Your task - The answer must consist of every line in the records that contains the word "build".

Dataset extract -
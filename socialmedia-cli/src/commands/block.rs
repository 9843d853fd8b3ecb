//! Block Commands
//!
//! Act as the host for one block instance: show the configuration table,
//! apply an edit, render, reset.

use anyhow::{anyhow, bail, Context, Result};
use socialmedia_core::{
    Block, BlockKind, BlockSetting, Catalog, ConfigStore, FollowBlock, FollowSetting,
    FormElement, PageUrl, SharingBlock, ShareSetting,
};
use tracing::info;

use crate::config::CliConfig;
use crate::display;

/// A requested change to one platform.
#[derive(Debug, Clone, Default)]
pub struct PlatformChange {
    pub link: Option<String>,
    pub enabled: Option<bool>,
    pub weight: Option<i32>,
}

fn load<S: BlockSetting>(config: &CliConfig) -> Result<Block<S, Catalog>> {
    Block::load(&config.store(), &config.block_id, config.catalog()).with_context(|| {
        format!(
            "Failed to load {} block '{}'",
            S::KIND,
            config.block_id
        )
    })
}

fn save<S: BlockSetting>(config: &CliConfig, block: &Block<S, Catalog>) -> Result<()> {
    block
        .save(&config.store(), &config.block_id)
        .with_context(|| format!("Failed to save {} block '{}'", S::KIND, config.block_id))
}

/// Shows the configuration table.
pub fn form(config: &CliConfig, kind: BlockKind) -> Result<()> {
    let form = match kind {
        BlockKind::Follow => load::<FollowSetting>(config)?.block_form(),
        BlockKind::Share => load::<ShareSetting>(config)?.block_form(),
    };

    println!("Block: {} ({})", config.block_id, kind);
    println!();
    display::display_form(&form);
    Ok(())
}

/// Changes one platform and saves the block.
pub fn set(config: &CliConfig, kind: BlockKind, platform: &str, change: &PlatformChange) -> Result<()> {
    match kind {
        BlockKind::Follow => {
            if change.enabled.is_some() {
                bail!("--enabled applies to share blocks; use --link for follow blocks");
            }
            let mut block: FollowBlock = load(config)?;
            edit(&mut block, platform, change, |element| {
                if let (FormElement::TextField { value, .. }, Some(link)) = (element, &change.link) {
                    *value = link.clone();
                }
            })?;
            save(config, &block)?;
        }
        BlockKind::Share => {
            if change.link.is_some() {
                bail!("--link applies to follow blocks; use --enabled for share blocks");
            }
            let mut block: SharingBlock = load(config)?;
            edit(&mut block, platform, change, |element| {
                if let (FormElement::Checkbox { value }, Some(enabled)) = (element, change.enabled) {
                    *value = enabled;
                }
            })?;
            save(config, &block)?;
        }
    }

    info!(kind = %kind, platform, block = %config.block_id, "platform updated");
    display::success(&format!("Updated {} in {} block '{}'", platform, kind, config.block_id));
    Ok(())
}

/// Edits one row of the block's form and submits the whole form back, the
/// way a host round-trips a table form.
fn edit<S, F>(
    block: &mut Block<S, Catalog>,
    platform: &str,
    change: &PlatformChange,
    set_value: F,
) -> Result<()>
where
    S: BlockSetting,
    F: FnOnce(&mut FormElement),
{
    let mut form = block.block_form();
    let row = form.row_mut(platform).ok_or_else(|| {
        anyhow!(
            "Unknown {} platform: {} (see 'socialmedia platforms {}')",
            S::KIND,
            platform,
            S::KIND
        )
    })?;

    if let Some(weight) = change.weight {
        row.weight = weight;
    }
    set_value(&mut row.element);

    block.block_submit(&form.submission::<S>());
    Ok(())
}

/// Renders the block and prints the output as JSON.
pub fn render(config: &CliConfig, kind: BlockKind, page_url: Option<&str>) -> Result<()> {
    let output = match kind {
        BlockKind::Follow => load::<FollowSetting>(config)?.build(),
        BlockKind::Share => {
            let page_url =
                page_url.ok_or_else(|| anyhow!("--page-url is required to render a share block"))?;
            load::<ShareSetting>(config)?.build(&PageUrl::new(page_url))
        }
    };

    println!("{}", serde_json::to_string_pretty(&output)?);
    Ok(())
}

/// Deletes the saved configuration, restoring defaults.
pub fn reset(config: &CliConfig, kind: BlockKind) -> Result<()> {
    config
        .store()
        .delete(kind, &config.block_id)
        .with_context(|| format!("Failed to reset {} block '{}'", kind, config.block_id))?;

    display::success(&format!("Reset {} block '{}' to defaults", kind, config.block_id));
    Ok(())
}
// SPDX-FileCopyrightText: 2026 Mattia Egloff <mattia.egloff@pm.me>
//
// SPDX-License-Identifier: GPL-3.0-or-later

//! Tests for store

use serde_json::json;
use socialmedia_core::*;
use tempfile::tempdir;

#[test]
fn test_memory_store_round_trip() {
    let store = MemoryStore::new();
    let record = json!({"facebook": {"link": "x", "weight": 1}});

    assert_eq!(store.load(BlockKind::Follow, "footer").unwrap(), None);
    store.save(BlockKind::Follow, "footer", &record).unwrap();

    assert_eq!(store.load(BlockKind::Follow, "footer").unwrap(), Some(record));
    assert!(!store.exists(BlockKind::Share, "footer").unwrap());
}

#[test]
fn test_memory_store_delete() {
    let store = MemoryStore::new();
    store.save(BlockKind::Share, "sidebar", &json!({})).unwrap();

    store.delete(BlockKind::Share, "sidebar").unwrap();
    store.delete(BlockKind::Share, "sidebar").unwrap();

    assert!(!store.exists(BlockKind::Share, "sidebar").unwrap());
}

#[test]
fn test_empty_block_id_rejected() {
    let store = MemoryStore::new();
    let result = store.save(BlockKind::Follow, "  ", &json!({}));
    assert!(matches!(result, Err(StoreError::InvalidBlockId(_))));
}

#[test]
fn test_file_store_round_trip() {
    let dir = tempdir().unwrap();
    let store = FileStore::new(dir.path().join("config"));
    let record = json!({"mail": {"enabled": true, "weight": 2}});

    assert_eq!(store.load(BlockKind::Share, "footer").unwrap(), None);
    store.save(BlockKind::Share, "footer", &record).unwrap();

    assert!(dir.path().join("config/share/footer.json").exists());
    assert_eq!(store.load(BlockKind::Share, "footer").unwrap(), Some(record));
}

#[test]
fn test_file_store_rejects_path_characters() {
    let dir = tempdir().unwrap();
    let store = FileStore::new(dir.path());

    for id in ["../escape", "a.b", "a/b", "caf\u{e9}"] {
        let result = store.save(BlockKind::Follow, id, &json!({}));
        assert!(
            matches!(result, Err(StoreError::InvalidBlockId(_))),
            "{:?} accepted",
            id
        );
    }
    assert!(!dir.path().join("follow").exists());
}

#[test]
fn test_similar_block_ids_stay_separate() {
    let dir = tempdir().unwrap();
    let file_store = FileStore::new(dir.path());
    let memory_store = MemoryStore::new();
    let stores: [&dyn ConfigStore; 2] = [&file_store, &memory_store];

    for store in stores {
        let a = json!({"facebook": {"link": "A", "weight": 0}});
        let b = json!({"facebook": {"link": "B", "weight": 0}});

        assert!(store.save(BlockKind::Follow, "a.b", &a).is_err());
        store.save(BlockKind::Follow, "a_b", &a).unwrap();
        store.save(BlockKind::Follow, "a-b", &b).unwrap();

        assert_eq!(store.load(BlockKind::Follow, "a_b").unwrap(), Some(a));
        assert_eq!(store.load(BlockKind::Follow, "a-b").unwrap(), Some(b));
        assert!(store.load(BlockKind::Follow, "a.b").is_err());
    }
}

#[test]
fn test_file_store_delete_missing_is_ok() {
    let dir = tempdir().unwrap();
    let store = FileStore::new(dir.path());

    assert!(store.delete(BlockKind::Follow, "never-saved").is_ok());
}

#[test]
fn test_file_store_reports_corrupt_record() {
    let dir = tempdir().unwrap();
    let store = FileStore::new(dir.path());
    std::fs::create_dir_all(dir.path().join("follow")).unwrap();
    std::fs::write(dir.path().join("follow/footer.json"), "{oops").unwrap();

    let result = store.load(BlockKind::Follow, "footer");
    assert!(matches!(result, Err(StoreError::Serialization(_))));
}
// SPDX-FileCopyrightText: 2026 Mattia Egloff <mattia.egloff@pm.me>
//
// SPDX-License-Identifier: GPL-3.0-or-later

//! Socialmedia Core Library
//!
//! Configurable "follow us" and "share this page" link blocks for a
//! content management host. The host owns persistence, page resolution
//! and markup; this crate owns the platform registry, per-platform
//! settings, ordering and share URLs.

pub mod block;
pub mod configurator;
pub mod form;
pub mod i18n;
pub mod order;
pub mod platform;
pub mod render;
pub mod settings;
pub mod share;
pub mod store;

pub use block::{Block, BlockSetting, FollowBlock, SharingBlock};
pub use configurator::{
    EditSubmission, FollowConfigurator, LinkListConfigurator, PlatformEdit, ShareConfigurator,
};
pub use form::{EditForm, EditRow, FormElement, FormField};
pub use i18n::{Catalog, Locale, Translator};
pub use order::{sort_by_weight, sort_by_weight_with, Weighted};
pub use platform::{BlockKind, Platform, PlatformRegistry, UnknownBlockKind};
pub use render::{BlockOutput, CurrentPage, PageUrl, RenderEntry};
pub use settings::{FollowSetting, PlatformSetting, ShareSetting};
pub use share::{share_prefix, share_url};
pub use store::{ConfigStore, FileStore, MemoryStore, StoreError};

Exercise answer -
        BlockKind::Follow => load::<FollowSetting>(config)?.build(),
            load::<ShareSetting>(config)?.build(&PageUrl::new(page_url))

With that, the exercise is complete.